===== EXTRACTED INFORMATION =====

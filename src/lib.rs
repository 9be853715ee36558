//! promptdock - single-resource HTTP facade over a prompt-document store
//!
//! One method-polymorphic route maps HTTP methods onto CRUD operations
//! against an opaque document store; every response is a uniform JSON
//! envelope on transport status 200.

pub mod cli;
pub mod config;
pub mod dispatch;
pub mod gateway;
pub mod server;
pub mod store;
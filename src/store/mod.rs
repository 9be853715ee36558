//! # Document Store Abstraction
//!
//! The facade talks to an opaque key-value/document service through the
//! [`DocumentStore`] trait. The partition key is always the document's
//! `id` field. Nothing above this module knows which store implementation
//! is wired in.

pub mod errors;
pub mod memory;

pub use errors::{StoreError, StoreResult};
pub use memory::InMemoryStore;

use serde_json::Value;

/// A stored document: a JSON object carrying a unique string `id` field.
pub type Document = Value;

/// Document store collaborator interface.
///
/// Implementations must be shareable across concurrent requests; the
/// facade holds one long-lived handle for the process lifetime.
pub trait DocumentStore: Send + Sync {
    /// List up to `max_count` documents in store-native order.
    fn list(&self, max_count: usize) -> StoreResult<Vec<Document>>;

    /// Fetch the document whose id and partition key equal `id`.
    fn get(&self, id: &str) -> StoreResult<Document>;

    /// Insert a new document. Fails with a conflict if the id exists.
    /// Returns the store's representation, internal fields included.
    fn insert(&self, document: Document) -> StoreResult<Document>;

    /// Insert or replace a document by id. Returns the store's
    /// representation, internal fields included.
    fn upsert(&self, document: Document) -> StoreResult<Document>;

    /// Delete the document keyed by `id`.
    fn delete(&self, id: &str) -> StoreResult<()>;

    /// Create the database if it does not exist.
    fn ensure_database(&self, name: &str) -> StoreResult<()>;

    /// Create the container if it does not exist.
    fn ensure_container(&self, name: &str, partition_key_path: &str) -> StoreResult<()>;
}
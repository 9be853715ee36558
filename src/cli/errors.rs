//! CLI-specific error types
//!
//! Every CLI error is fatal: main prints it and exits non-zero.

use thiserror::Error;

/// Result type for CLI commands
pub type CliResult<T> = Result<T, CliError>;

/// CLI error
#[derive(Debug, Error)]
pub enum CliError {
    /// The async runtime could not be created
    #[error("failed to create tokio runtime: {0}")]
    Runtime(std::io::Error),

    /// The HTTP server failed to bind or serve
    #[error("HTTP server failed: {0}")]
    Server(std::io::Error),
}
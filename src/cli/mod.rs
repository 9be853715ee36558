//! CLI module for promptdock
//!
//! Provides the command-line interface:
//! - serve: boot the facade and enter the serving loop

mod args;
mod commands;
mod errors;

pub use args::{Cli, Command};
pub use commands::{run, serve};
pub use errors::{CliError, CliResult};
//! # Response Envelope
//!
//! The uniform wrapper around every response. Success and failure share
//! one shape; the caller reads `status`, never the transport status code.

use serde::Serialize;
use serde_json::Value;

use crate::config::ConfigEcho;

/// Envelope status field
#[derive(Debug, Clone, Copy, PartialEq, Eq, Serialize)]
#[serde(rename_all = "UPPERCASE")]
pub enum Status {
    Ok,
    Error,
}

/// The uniform response wrapper.
///
/// `config` appears only when configuration validation failed; the access
/// key is never part of it.
#[derive(Debug, Clone, Serialize)]
pub struct Envelope {
    pub status: Status,
    #[serde(skip_serializing_if = "Option::is_none")]
    pub message: Option<String>,
    #[serde(skip_serializing_if = "Option::is_none")]
    pub data: Option<Value>,
    #[serde(skip_serializing_if = "Option::is_none")]
    pub config: Option<ConfigEcho>,
}

impl Envelope {
    /// Successful operation with a payload.
    pub fn ok(data: Value) -> Self {
        Self {
            status: Status::Ok,
            message: None,
            data: Some(data),
            config: None,
        }
    }

    /// Operation failure.
    pub fn error(message: impl Into<String>) -> Self {
        Self {
            status: Status::Error,
            message: Some(message.into()),
            data: None,
            config: None,
        }
    }

    /// Configuration failure, echoing the partial configuration.
    pub fn config_error(message: impl Into<String>, config: ConfigEcho) -> Self {
        Self {
            status: Status::Error,
            message: Some(message.into()),
            data: None,
            config: Some(config),
        }
    }
}
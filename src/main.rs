//! promptdock entry point
//!
//! Minimal: parse arguments, dispatch to the CLI, print errors to
//! stderr, exit non-zero on failure. All logic lives in the cli module.

use promptdock::cli;

fn main() {
    if let Err(e) = cli::run() {
        eprintln!("{}", e);
        std::process::exit(1);
    }
}
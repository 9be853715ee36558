//! # Dispatch Errors
//!
//! Everything that can stop a request before or during a gateway
//! operation. Every variant ends up as an `ERROR` envelope; nothing
//! escapes the dispatcher un-enveloped.

use thiserror::Error;

use crate::store::StoreError;

/// Result type for dispatch operations
pub type DispatchResult<T> = Result<T, DispatchError>;

/// Request-level failures
#[derive(Debug, Error)]
pub enum DispatchError {
    /// A required configuration value is absent
    #[error("missing configuration value '{0}'")]
    ConfigMissing(&'static str),

    /// The database/container handle could not be opened
    #[error("could not connect to database: {0}")]
    StoreUnavailable(String),

    /// The method needs an `id` query parameter and none was given
    #[error("{0} requires an 'id' query parameter")]
    MissingId(&'static str),

    /// The method needs a JSON request body and none was given
    #[error("{0} requires a JSON request body")]
    MissingBody(&'static str),

    /// The HTTP method maps to no operation
    #[error("method not allowed: {0}")]
    MethodNotAllowed(String),

    /// A gateway operation failed against the store
    #[error(transparent)]
    Store(#[from] StoreError),

    /// An operation result could not be serialized
    #[error("response serialization failed: {0}")]
    Serialize(#[from] serde_json::Error),
}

=====

Your answer should be all of the records, transcribed exactly.

filename src/lib.rs
repository 9be853715ee36558
//! promptdock - single-resource HTTP facade over a prompt-document store
//!
//! One method-polymorphic route maps HTTP methods onto CRUD operations
//! against an opaque document store; every response is a uniform JSON
//! envelope on transport status 200.

pub mod cli;
pub mod config;
pub mod dispatch;
pub mod gateway;
pub mod server;
pub mod store;
filename src/store/mod.rs
repository 9be853715ee36558
//! # Document Store Abstraction
//!
//! The facade talks to an opaque key-value/document service through the
//! [`DocumentStore`] trait. The partition key is always the document's
//! `id` field. Nothing above this module knows which store implementation
//! is wired in.

pub mod errors;
pub mod memory;

pub use errors::{StoreError, StoreResult};
pub use memory::InMemoryStore;

use serde_json::Value;

/// A stored document: a JSON object carrying a unique string `id` field.
pub type Document = Value;

/// Document store collaborator interface.
///
/// Implementations must be shareable across concurrent requests; the
/// facade holds one long-lived handle for the process lifetime.
pub trait DocumentStore: Send + Sync {
    /// List up to `max_count` documents in store-native order.
    fn list(&self, max_count: usize) -> StoreResult<Vec<Document>>;

    /// Fetch the document whose id and partition key equal `id`.
    fn get(&self, id: &str) -> StoreResult<Document>;

    /// Insert a new document. Fails with a conflict if the id exists.
    /// Returns the store's representation, internal fields included.
    fn insert(&self, document: Document) -> StoreResult<Document>;

    /// Insert or replace a document by id. Returns the store's
    /// representation, internal fields included.
    fn upsert(&self, document: Document) -> StoreResult<Document>;

    /// Delete the document keyed by `id`.
    fn delete(&self, id: &str) -> StoreResult<()>;

    /// Create the database if it does not exist.
    fn ensure_database(&self, name: &str) -> StoreResult<()>;

    /// Create the container if it does not exist.
    fn ensure_container(&self, name: &str, partition_key_path: &str) -> StoreResult<()>;
}
repository 9be853715ee36558
filename src/cli/errors.rs
//! CLI-specific error types
//!
//! Every CLI error is fatal: main prints it and exits non-zero.

use thiserror::Error;

/// Result type for CLI commands
pub type CliResult<T> = Result<T, CliError>;

/// CLI error
#[derive(Debug, Error)]
pub enum CliError {
    /// The async runtime could not be created
    #[error("failed to create tokio runtime: {0}")]
    Runtime(std::io::Error),

    /// The HTTP server failed to bind or serve
    #[error("HTTP server failed: {0}")]
    Server(std::io::Error),
}
filename src/cli/mod.rs
repository 9be853715ee36558
//! CLI module for promptdock
//!
//! Provides the command-line interface:
//! - serve: boot the facade and enter the serving loop

mod args;
mod commands;
mod errors;

pub use args::{Cli, Command};
pub use commands::{run, serve};
pub use errors::{CliError, CliResult};
//! # Response Envelope
//!
//! The uniform wrapper around every response. Success and failure share
//! one shape; the caller reads `status`, never the transport status code.

use serde::Serialize;
use serde_json::Value;

use crate::config::ConfigEcho;

/// Envelope status field
#[derive(Debug, Clone, Copy, PartialEq, Eq, Serialize)]
#[serde(rename_all = "UPPERCASE")]
pub enum Status {
    Ok,
    Error,
}

/// The uniform response wrapper.
///
/// `config` appears only when configuration validation failed; the access
/// key is never part of it.
#[derive(Debug, Clone, Serialize)]
pub struct Envelope {
    pub status: Status,
    #[serde(skip_serializing_if = "Option::is_none")]
    pub message: Option<String>,
    #[serde(skip_serializing_if = "Option::is_none")]
    pub data: Option<Value>,
    #[serde(skip_serializing_if = "Option::is_none")]
    pub config: Option<ConfigEcho>,
}

impl Envelope {
    /// Successful operation with a payload.
    pub fn ok(data: Value) -> Self {
        Self {
            status: Status::Ok,
            message: None,
            data: Some(data),
            config: None,
        }
    }

    /// Operation failure.
    pub fn error(message: impl Into<String>) -> Self {
        Self {
            status: Status::Error,
            message: Some(message.into()),
            data: None,
            config: None,
        }
    }

    /// Configuration failure, echoing the partial configuration.
    pub fn config_error(message: impl Into<String>, config: ConfigEcho) -> Self {
        Self {
            status: Status::Error,
            message: Some(message.into()),
            data: None,
            config: Some(config),
        }
    }
}
filename src/main.rs
//! promptdock entry point
//!
//! Minimal: parse arguments, dispatch to the CLI, print errors to
//! stderr, exit non-zero on failure. All logic lives in the cli module.

use promptdock::cli;

fn main() {
    if let Err(e) = cli::run() {
        eprintln!("{}", e);
        std::process::exit(1);
    }
}
repository 9be853715ee36558
//! # Dispatch Errors
//!
//! Everything that can stop a request before or during a gateway
//! operation. Every variant ends up as an `ERROR` envelope; nothing
//! escapes the dispatcher un-enveloped.

use thiserror::Error;

use crate::store::StoreError;

/// Result type for dispatch operations
pub type DispatchResult<T> = Result<T, DispatchError>;

/// Request-level failures
#[derive(Debug, Error)]
pub enum DispatchError {
    /// A required configuration value is absent
    #[error("missing configuration value '{0}'")]
    ConfigMissing(&'static str),

    /// The database/container handle could not be opened
    #[error("could not connect to database: {0}")]
    StoreUnavailable(String),

    /// The method needs an `id` query parameter and none was given
    #[error("{0} requires an 'id' query parameter")]
    MissingId(&'static str),

    /// The method needs a JSON request body and none was given
    #[error("{0} requires a JSON request body")]
    MissingBody(&'static str),

    /// The HTTP method maps to no operation
    #[error("method not allowed: {0}")]
    MethodNotAllowed(String),

    /// A gateway operation failed against the store
    #[error(transparent)]
    Store(#[from] StoreError),

    /// An operation result could not be serialized
    #[error("response serialization failed: {0}")]
    Serialize(#[from] serde_json::Error),
}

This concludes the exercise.